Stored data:
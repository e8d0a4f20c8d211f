//! Safe field extraction over untyped JSON trees.
//!
//! Adapter configs address event data with either a bare dot path
//! (`status.phase`) or a delimited path expression
//! (`{.spec.nodes[*].name}`) supporting child access, indexing, wildcards,
//! ranges, and filter predicates.
//!
//! Errors come in two bands and never mix:
//!
//! - **Parse errors** ([`PathError`]) mean the path itself is malformed - a
//!   config bug, reported eagerly.
//! - **Runtime absence** (missing key, null parent, empty filter result) is
//!   *not* an error: it yields a [`FieldResult`] holding `Null`, so callers
//!   can apply capture defaults without catching control-flow errors.
//!   Structural misuse (indexing a scalar, filtering a map) is recorded in
//!   [`FieldResult::error`] instead of aborting the walk.
//!
//! A result of exactly one element is unwrapped; multiple matches become an
//! ordered JSON array.
//!
//! # Examples
//!
//! ```rust
//! use hyperfleet_adapter::extract::extract_value;
//! use serde_json::json;
//!
//! let tree = json!({
//!     "cluster": {"phase": "Ready"},
//!     "pools": [{"name": "a", "size": 3}, {"name": "b", "size": 5}],
//! });
//!
//! // Dot path
//! let got = extract_value(&tree, "cluster.phase").unwrap();
//! assert_eq!(got.value, json!("Ready"));
//!
//! // Wildcard fan-out
//! let got = extract_value(&tree, "{.pools[*].name}").unwrap();
//! assert_eq!(got.value, json!(["a", "b"]));
//!
//! // Filter predicate
//! let got = extract_value(&tree, "{.pools[?(@.name=='b')].size}").unwrap();
//! assert_eq!(got.value, json!(5));
//!
//! // Absence is not an error
//! let got = extract_value(&tree, "cluster.region").unwrap();
//! assert!(got.value.is_null());
//! assert!(got.error.is_none());
//! ```

mod parser;

use miette::Diagnostic;
use serde_json::Value;
use thiserror::Error;

pub use parser::{FilterOp, FilterPred, PathQuery, Step};

/// Outcome of resolving a parsed path against a tree.
///
/// `value` is `Null` when nothing matched. `error` carries a structural
/// misuse encountered during the walk (e.g. indexing a string); absence
/// alone never sets it.
#[derive(Clone, Debug, Default, PartialEq)]
pub struct FieldResult {
    /// Extracted value; `Null` when the path matched nothing.
    pub value: Value,
    /// Structural misuse encountered while walking, if any.
    pub error: Option<ExtractFailure>,
}

impl FieldResult {
    /// True when the path matched nothing and no misuse occurred.
    #[must_use]
    pub fn is_missing(&self) -> bool {
        self.value.is_null() && self.error.is_none()
    }

    /// Returns the extracted value, or `fallback` when nothing matched.
    #[must_use]
    pub fn value_or(self, fallback: Value) -> Value {
        if self.value.is_null() {
            fallback
        } else {
            self.value
        }
    }
}

/// Structural misuse during a path walk. Distinct from [`PathError`]: the
/// path parsed fine, but the tree shape did not admit the requested step.
#[derive(Clone, Debug, Error, Diagnostic, PartialEq, Eq)]
pub enum ExtractFailure {
    /// An index or range step hit a non-sequence value.
    #[error("cannot index into {found}")]
    #[diagnostic(code(hyperfleet::extract::not_indexable))]
    NotIndexable { found: &'static str },

    /// A filter step hit a non-sequence value.
    #[error("cannot filter {found}")]
    #[diagnostic(code(hyperfleet::extract::not_filterable))]
    NotFilterable { found: &'static str },

    /// A wildcard step hit a scalar.
    #[error("cannot expand wildcard over {found}")]
    #[diagnostic(code(hyperfleet::extract::not_expandable))]
    NotExpandable { found: &'static str },
}

/// Malformed path syntax. Always a configuration bug; surfaced eagerly at
/// load time and never converted into a runtime `Null`.
#[derive(Clone, Debug, Error, Diagnostic, PartialEq, Eq)]
pub enum PathError {
    #[error("empty field path")]
    #[diagnostic(
        code(hyperfleet::extract::empty_path),
        help("Conditions and captures require a non-empty field path.")
    )]
    Empty,

    #[error("unclosed path expression: {path}")]
    #[diagnostic(
        code(hyperfleet::extract::delimiter),
        help("Path expressions must be wrapped in balanced '{{' and '}}'.")
    )]
    Delimiter { path: String },

    #[error("unexpected token at offset {pos}: expected '.' or '[', found {found:?}")]
    #[diagnostic(code(hyperfleet::extract::step))]
    Step { pos: usize, found: char },

    #[error("empty child segment at offset {pos}")]
    #[diagnostic(code(hyperfleet::extract::empty_segment))]
    EmptySegment { pos: usize },

    #[error("unterminated selector starting at offset {pos}")]
    #[diagnostic(code(hyperfleet::extract::selector))]
    UnterminatedSelector { pos: usize },

    #[error("invalid index {token:?} at offset {pos}")]
    #[diagnostic(code(hyperfleet::extract::index))]
    Index { pos: usize, token: String },

    #[error("invalid range {token:?} at offset {pos}")]
    #[diagnostic(code(hyperfleet::extract::range))]
    Range { pos: usize, token: String },

    #[error("invalid filter at offset {pos}: {message}")]
    #[diagnostic(code(hyperfleet::extract::filter))]
    Filter { pos: usize, message: String },
}

/// Parses `path` and resolves it against `tree`.
///
/// Parse failures return `Err`; see [`FieldResult`] for the runtime
/// semantics of the `Ok` branch.
pub fn extract_value(tree: &Value, path: &str) -> Result<FieldResult, PathError> {
    Ok(PathQuery::parse(path)?.resolve(tree))
}

pub(crate) fn value_kind(value: &Value) -> &'static str {
    match value {
        Value::Null => "null",
        Value::Bool(_) => "boolean",
        Value::Number(_) => "number",
        Value::String(_) => "string",
        Value::Array(_) => "sequence",
        Value::Object(_) => "mapping",
    }
}

impl PathQuery {
    /// Resolves this query against `tree`.
    #[must_use]
    pub fn resolve(&self, tree: &Value) -> FieldResult {
        let mut current: Vec<&Value> = vec![tree];
        let mut failure: Option<ExtractFailure> = None;

        for step in self.steps() {
            let mut next: Vec<&Value> = Vec::new();
            for node in &current {
                match step {
                    Step::Child(name) => {
                        if let Value::Object(map) = node {
                            if let Some(v) = map.get(name.as_str()) {
                                next.push(v);
                            }
                        }
                        // Null or scalar parent: absence, keep walking others.
                    }
                    Step::Index(i) => match node {
                        Value::Array(items) => {
                            if let Some(v) = items.get(*i) {
                                next.push(v);
                            }
                        }
                        Value::Null => {}
                        other => {
                            failure.get_or_insert(ExtractFailure::NotIndexable {
                                found: value_kind(other),
                            });
                        }
                    },
                    Step::Range(from, to) => match node {
                        Value::Array(items) => {
                            let lo = from.unwrap_or(0).min(items.len());
                            let hi = to.unwrap_or(items.len()).min(items.len());
                            if lo < hi {
                                next.extend(items[lo..hi].iter());
                            }
                        }
                        Value::Null => {}
                        other => {
                            failure.get_or_insert(ExtractFailure::NotIndexable {
                                found: value_kind(other),
                            });
                        }
                    },
                    Step::Wildcard => match node {
                        Value::Array(items) => next.extend(items.iter()),
                        Value::Object(map) => next.extend(map.values()),
                        Value::Null => {}
                        other => {
                            failure.get_or_insert(ExtractFailure::NotExpandable {
                                found: value_kind(other),
                            });
                        }
                    },
                    Step::Filter(pred) => match node {
                        Value::Array(items) => {
                            next.extend(items.iter().filter(|item| pred.matches(item)));
                        }
                        Value::Null => {}
                        other => {
                            failure.get_or_insert(ExtractFailure::NotFilterable {
                                found: value_kind(other),
                            });
                        }
                    },
                }
            }
            current = next;
            if current.is_empty() {
                break;
            }
        }

        let value = match current.len() {
            0 => Value::Null,
            1 => current[0].clone(),
            _ => Value::Array(current.into_iter().cloned().collect()),
        };
        FieldResult {
            value,
            error: failure,
        }
    }
}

◆ TRY IT: Repeat all of the data exactly as given.

◆ ANSWER TO THE PROBLEM:
repository e8d0a4f20c8d211f
//! Safe field extraction over untyped JSON trees.
//!
//! Adapter configs address event data with either a bare dot path
//! (`status.phase`) or a delimited path expression
//! (`{.spec.nodes[*].name}`) supporting child access, indexing, wildcards,
//! ranges, and filter predicates.
//!
//! Errors come in two bands and never mix:
//!
//! - **Parse errors** ([`PathError`]) mean the path itself is malformed - a
//!   config bug, reported eagerly.
//! - **Runtime absence** (missing key, null parent, empty filter result) is
//!   *not* an error: it yields a [`FieldResult`] holding `Null`, so callers
//!   can apply capture defaults without catching control-flow errors.
//!   Structural misuse (indexing a scalar, filtering a map) is recorded in
//!   [`FieldResult::error`] instead of aborting the walk.
//!
//! A result of exactly one element is unwrapped; multiple matches become an
//! ordered JSON array.
//!
//! # Examples
//!
//! ```rust
//! use hyperfleet_adapter::extract::extract_value;
//! use serde_json::json;
//!
//! let tree = json!({
//!     "cluster": {"phase": "Ready"},
//!     "pools": [{"name": "a", "size": 3}, {"name": "b", "size": 5}],
//! });
//!
//! // Dot path
//! let got = extract_value(&tree, "cluster.phase").unwrap();
//! assert_eq!(got.value, json!("Ready"));
//!
//! // Wildcard fan-out
//! let got = extract_value(&tree, "{.pools[*].name}").unwrap();
//! assert_eq!(got.value, json!(["a", "b"]));
//!
//! // Filter predicate
//! let got = extract_value(&tree, "{.pools[?(@.name=='b')].size}").unwrap();
//! assert_eq!(got.value, json!(5));
//!
//! // Absence is not an error
//! let got = extract_value(&tree, "cluster.region").unwrap();
//! assert!(got.value.is_null());
//! assert!(got.error.is_none());
//! ```

mod parser;

use miette::Diagnostic;
use serde_json::Value;
use thiserror::Error;

pub use parser::{FilterOp, FilterPred, PathQuery, Step};

/// Outcome of resolving a parsed path against a tree.
///
/// `value` is `Null` when nothing matched. `error` carries a structural
/// misuse encountered during the walk (e.g. indexing a string); absence
/// alone never sets it.
#[derive(Clone, Debug, Default, PartialEq)]
pub struct FieldResult {
    /// Extracted value; `Null` when the path matched nothing.
    pub value: Value,
    /// Structural misuse encountered while walking, if any.
    pub error: Option<ExtractFailure>,
}

impl FieldResult {
    /// True when the path matched nothing and no misuse occurred.
    #[must_use]
    pub fn is_missing(&self) -> bool {
        self.value.is_null() && self.error.is_none()
    }

    /// Returns the extracted value, or `fallback` when nothing matched.
    #[must_use]
    pub fn value_or(self, fallback: Value) -> Value {
        if self.value.is_null() {
            fallback
        } else {
            self.value
        }
    }
}

/// Structural misuse during a path walk. Distinct from [`PathError`]: the
/// path parsed fine, but the tree shape did not admit the requested step.
#[derive(Clone, Debug, Error, Diagnostic, PartialEq, Eq)]
pub enum ExtractFailure {
    /// An index or range step hit a non-sequence value.
    #[error("cannot index into {found}")]
    #[diagnostic(code(hyperfleet::extract::not_indexable))]
    NotIndexable { found: &'static str },

    /// A filter step hit a non-sequence value.
    #[error("cannot filter {found}")]
    #[diagnostic(code(hyperfleet::extract::not_filterable))]
    NotFilterable { found: &'static str },

    /// A wildcard step hit a scalar.
    #[error("cannot expand wildcard over {found}")]
    #[diagnostic(code(hyperfleet::extract::not_expandable))]
    NotExpandable { found: &'static str },
}

/// Malformed path syntax. Always a configuration bug; surfaced eagerly at
/// load time and never converted into a runtime `Null`.
#[derive(Clone, Debug, Error, Diagnostic, PartialEq, Eq)]
pub enum PathError {
    #[error("empty field path")]
    #[diagnostic(
        code(hyperfleet::extract::empty_path),
        help("Conditions and captures require a non-empty field path.")
    )]
    Empty,

    #[error("unclosed path expression: {path}")]
    #[diagnostic(
        code(hyperfleet::extract::delimiter),
        help("Path expressions must be wrapped in balanced '{{' and '}}'.")
    )]
    Delimiter { path: String },

    #[error("unexpected token at offset {pos}: expected '.' or '[', found {found:?}")]
    #[diagnostic(code(hyperfleet::extract::step))]
    Step { pos: usize, found: char },

    #[error("empty child segment at offset {pos}")]
    #[diagnostic(code(hyperfleet::extract::empty_segment))]
    EmptySegment { pos: usize },

    #[error("unterminated selector starting at offset {pos}")]
    #[diagnostic(code(hyperfleet::extract::selector))]
    UnterminatedSelector { pos: usize },

    #[error("invalid index {token:?} at offset {pos}")]
    #[diagnostic(code(hyperfleet::extract::index))]
    Index { pos: usize, token: String },

    #[error("invalid range {token:?} at offset {pos}")]
    #[diagnostic(code(hyperfleet::extract::range))]
    Range { pos: usize, token: String },

    #[error("invalid filter at offset {pos}: {message}")]
    #[diagnostic(code(hyperfleet::extract::filter))]
    Filter { pos: usize, message: String },
}

/// Parses `path` and resolves it against `tree`.
///
/// Parse failures return `Err`; see [`FieldResult`] for the runtime
/// semantics of the `Ok` branch.
pub fn extract_value(tree: &Value, path: &str) -> Result<FieldResult, PathError> {
    Ok(PathQuery::parse(path)?.resolve(tree))
}

pub(crate) fn value_kind(value: &Value) -> &'static str {
    match value {
        Value::Null => "null",
        Value::Bool(_) => "boolean",
        Value::Number(_) => "number",
        Value::String(_) => "string",
        Value::Array(_) => "sequence",
        Value::Object(_) => "mapping",
    }
}

impl PathQuery {
    /// Resolves this query against `tree`.
    #[must_use]
    pub fn resolve(&self, tree: &Value) -> FieldResult {
        let mut current: Vec<&Value> = vec![tree];
        let mut failure: Option<ExtractFailure> = None;

        for step in self.steps() {
            let mut next: Vec<&Value> = Vec::new();
            for node in &current {
                match step {
                    Step::Child(name) => {
                        if let Value::Object(map) = node {
                            if let Some(v) = map.get(name.as_str()) {
                                next.push(v);
                            }
                        }
                        // Null or scalar parent: absence, keep walking others.
                    }
                    Step::Index(i) => match node {
                        Value::Array(items) => {
                            if let Some(v) = items.get(*i) {
                                next.push(v);
                            }
                        }
                        Value::Null => {}
                        other => {
                            failure.get_or_insert(ExtractFailure::NotIndexable {
                                found: value_kind(other),
                            });
                        }
                    },
                    Step::Range(from, to) => match node {
                        Value::Array(items) => {
                            let lo = from.unwrap_or(0).min(items.len());
                            let hi = to.unwrap_or(items.len()).min(items.len());
                            if lo < hi {
                                next.extend(items[lo..hi].iter());
                            }
                        }
                        Value::Null => {}
                        other => {
                            failure.get_or_insert(ExtractFailure::NotIndexable {
                                found: value_kind(other),
                            });
                        }
                    },
                    Step::Wildcard => match node {
                        Value::Array(items) => next.extend(items.iter()),
                        Value::Object(map) => next.extend(map.values()),
                        Value::Null => {}
                        other => {
                            failure.get_or_insert(ExtractFailure::NotExpandable {
                                found: value_kind(other),
                            });
                        }
                    },
                    Step::Filter(pred) => match node {
                        Value::Array(items) => {
                            next.extend(items.iter().filter(|item| pred.matches(item)));
                        }
                        Value::Null => {}
                        other => {
                            failure.get_or_insert(ExtractFailure::NotFilterable {
                                found: value_kind(other),
                            });
                        }
                    },
                }
            }
            current = next;
            if current.is_empty() {
                break;
            }
        }

        let value = match current.len() {
            0 => Value::Null,
            1 => current[0].clone(),
            _ => Value::Array(current.into_iter().cloned().collect()),
        };
        FieldResult {
            value,
            error: failure,
        }
    }
}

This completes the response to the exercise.